Problem statement:
The lines to copy run from the one containing "fn MainLayout() ->" through the last line of the listing; copy them exactly and nothing more.
* * * * * * * * *
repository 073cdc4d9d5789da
//! Tab keys and titles, shared by the sidebar, the registry and URL restore

pub const TAB_TAREAS: &str = "a001_tareas";
pub const TAB_VENTAS: &str = "a002_ventas";
pub const TAB_VENTA_DETALLE: &str = "a002_venta_detalle";

pub fn tab_label_for_key(key: &str) -> &'static str {
    match key {
        TAB_TAREAS => "Tareas",
        TAB_VENTAS => "Ventas",
        TAB_VENTA_DETALLE => "Detalle de venta",
        _ => "Desconocido",
    }
}

#[cfg(test)]
mod tests {
    use super::*;

    #[test]
    fn test_known_keys_have_labels() {
        assert_eq!(tab_label_for_key(TAB_TAREAS), "Tareas");
        assert_eq!(tab_label_for_key(TAB_VENTA_DETALLE), "Detalle de venta");
        assert_eq!(tab_label_for_key("x"), "Desconocido");
    }
}
use crate::layout::global_context::AppGlobalContext;
use leptos::prelude::*;

#[component]
pub fn Left(children: Children) -> impl IntoView {
    let tabs_store = leptos::context::use_context::<AppGlobalContext>()
        .expect("AppGlobalContext context not found");
    let is_open = move || tabs_store.left_open.get();

    view! {
        <div data-zone="left" class="left" class:hidden=move || !is_open()>
            {children()}
        </div>
    }
}
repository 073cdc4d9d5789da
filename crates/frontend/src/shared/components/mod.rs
pub mod filter_panel;
pub mod pagination_controls;
pub mod table_message;
pub mod ui;
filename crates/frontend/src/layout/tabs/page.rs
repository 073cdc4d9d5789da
//! TabPage: shows or hides the content of one open tab

use super::registry::render_tab_content;
use crate::layout::global_context::{AppGlobalContext, Tab as TabData};
use leptos::logging::log;
use leptos::prelude::*;

/// Content stays mounted while the tab is open; inactive tabs are only hidden.
#[component]
pub fn TabPage(tab: TabData, tabs_store: AppGlobalContext) -> impl IntoView {
    let tab_key = tab.key.clone();
    let tab_key_for_active_check = tab_key.clone();
    let is_active = move || {
        tabs_store
            .active
            .with(|active| active.as_ref() == Some(&tab_key_for_active_check))
    };

    log!("TabPage created: '{}'", tab_key);
    let tab_key_for_cleanup = tab_key.clone();
    on_cleanup(move || {
        log!("TabPage destroyed: '{}'", tab_key_for_cleanup);
    });

    let content = render_tab_content(&tab_key);

    view! {
        <div
            class="tabs__item"
            class:tabs__item--hidden=move || !is_active()
            data-tab-key=tab_key
        >
            {content}
        </div>
    }
}
use contracts::domain::a001_tarea::{Tarea, TareaDto, TareasPageQuery, TareasPaginadas};
use gloo_net::http::Request;

use crate::shared::api_utils::{api_url, fetch_json, send_json};
use crate::shared::error::ApiError;

/// Fetch every tarea owned by a user
pub async fn get_by_user(id_usuario: i64) -> Result<Vec<Tarea>, ApiError> {
    fetch_json(Request::get(&api_url(&format!("/tareas/usuario/{}", id_usuario)))).await
}

/// Fetch one server page of tareas, optionally bounded by a date range
pub async fn get_paginated(query: &TareasPageQuery) -> Result<TareasPaginadas, ApiError> {
    let qs = serde_qs::to_string(query)?;
    fetch_json(Request::get(&api_url(&format!("/tareas/pag?{}", qs)))).await
}

/// Create new tarea
pub async fn create(dto: &TareaDto) -> Result<Tarea, ApiError> {
    send_json(Request::post(&api_url("/tareas")), dto).await
}

/// Update tarea
pub async fn update_by_id(id_tarea: i64, dto: &TareaDto) -> Result<Tarea, ApiError> {
    send_json(Request::put(&api_url(&format!("/tareas/{}", id_tarea))), dto).await
}
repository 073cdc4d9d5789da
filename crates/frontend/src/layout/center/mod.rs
pub mod center;
pub mod tabs;

pub use center::Center;
//! Tab management module
//!
//! - `page`: TabPage wrapper around the content of one tab
//! - `registry`: tab key to view mapping
//! - `tab_labels`: tab keys and their titles

pub mod page;
pub mod registry;
pub mod tab_labels;

pub use page::TabPage;
pub use tab_labels::tab_label_for_key;
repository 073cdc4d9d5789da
use serde::{Deserialize, Serialize};

/// Role id of the restricted "operario" profile.
pub const ROL_OPERARIO: i32 = 4;

/// Current user persisted by the login flow.
///
/// Read-only from the admin pages. Unknown fields are ignored.
#[derive(Debug, Clone, PartialEq, Serialize, Deserialize)]
pub struct SessionUser {
    pub id_usuario: i64,
    pub id_rol: i32,
    #[serde(default)]
    pub nombre: Option<String>,
    #[serde(default)]
    pub token: Option<String>,
}

impl SessionUser {
    pub fn is_operario(&self) -> bool {
        self.id_rol == ROL_OPERARIO
    }
}

#[cfg(test)]
mod tests {
    use super::*;

    #[test]
    fn test_session_user_ignores_extra_fields() {
        let user: SessionUser = serde_json::from_str(
            r#"{"id_usuario": 12, "id_rol": 4, "correo": "op@example.com"}"#,
        )
        .unwrap();
        assert_eq!(user.id_usuario, 12);
        assert!(user.is_operario());
        assert_eq!(user.token, None);
    }

    #[test]
    fn test_admin_is_not_operario() {
        let user: SessionUser =
            serde_json::from_str(r#"{"id_usuario": 1, "id_rol": 1, "nombre": "Admin"}"#).unwrap();
        assert!(!user.is_operario());
    }
}
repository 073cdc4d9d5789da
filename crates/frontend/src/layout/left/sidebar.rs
//! Sidebar with one entry per section

use crate::layout::global_context::AppGlobalContext;
use crate::layout::tabs::tab_label_for_key;
use crate::layout::tabs::tab_labels::{TAB_TAREAS, TAB_VENTAS};
use crate::shared::icons::icon;
use leptos::prelude::*;

/// `(tab key, icon)`
const MENU_ITEMS: &[(&str, &str)] = &[(TAB_TAREAS, "tasks"), (TAB_VENTAS, "sales")];

#[component]
pub fn Sidebar() -> impl IntoView {
    let ctx = use_context::<AppGlobalContext>().expect("AppGlobalContext not found");

    view! {
        <div class="app-sidebar__content">
            {MENU_ITEMS
                .iter()
                .map(|&(key, icon_name)| {
                    let label = tab_label_for_key(key);
                    view! {
                        <div
                            class="app-sidebar__item"
                            class:app-sidebar__item--active=move || {
                                ctx.active.with(|a| a.as_deref() == Some(key))
                            }
                            on:click=move |_| ctx.open_tab(key, label)
                        >
                            <div class="app-sidebar__item-content">
                                {icon(icon_name)}
                                <span>{label}</span>
                            </div>
                        </div>
                    }
                })
                .collect_view()}
        </div>
    }
}
use crate::layout::center::tabs::Tabs;
use crate::layout::global_context::AppGlobalContext;
use crate::layout::left::sidebar::Sidebar;
use crate::layout::tabs::tab_label_for_key;
use crate::layout::tabs::tab_labels::TAB_TAREAS;
use crate::layout::Shell;
use leptos::prelude::*;

#[component]
fn MainLayout() -> impl IntoView {
    let tabs_store = leptos::context::use_context::<AppGlobalContext>()
        .expect("AppGlobalContext context not found");

    // Runs once when the layout is created.
    tabs_store.init_router_integration(TAB_TAREAS, tab_label_for_key(TAB_TAREAS));

    view! {
        <Shell
            left=|| view! { <Sidebar /> }.into_any()
            center=|| view! { <Tabs /> }.into_any()
        />
    }
}

/// Session gating happens per page, so the shell is always rendered.
#[component]
pub fn AppRoutes() -> impl IntoView {
    view! { <MainLayout /> }
}
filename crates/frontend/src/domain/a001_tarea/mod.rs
pub mod api;
pub mod loader;
pub mod ui;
* * * * * * * * *
Solution to this problem:
fn MainLayout() -> impl IntoView {
    let tabs_store = leptos::context::use_context::<AppGlobalContext>()
        .expect("AppGlobalContext context not found");

    // Runs once when the layout is created.
    tabs_store.init_router_integration(TAB_TAREAS, tab_label_for_key(TAB_TAREAS));

    view! {
        <Shell
            left=|| view! { <Sidebar /> }.into_any()
            center=|| view! { <Tabs /> }.into_any()
        />
    }
}

/// Session gating happens per page, so the shell is always rendered.
#[component]
pub fn AppRoutes() -> impl IntoView {
    view! { <MainLayout /> }
}
filename crates/frontend/src/domain/a001_tarea/mod.rs
pub mod api;
pub mod loader;
pub mod ui;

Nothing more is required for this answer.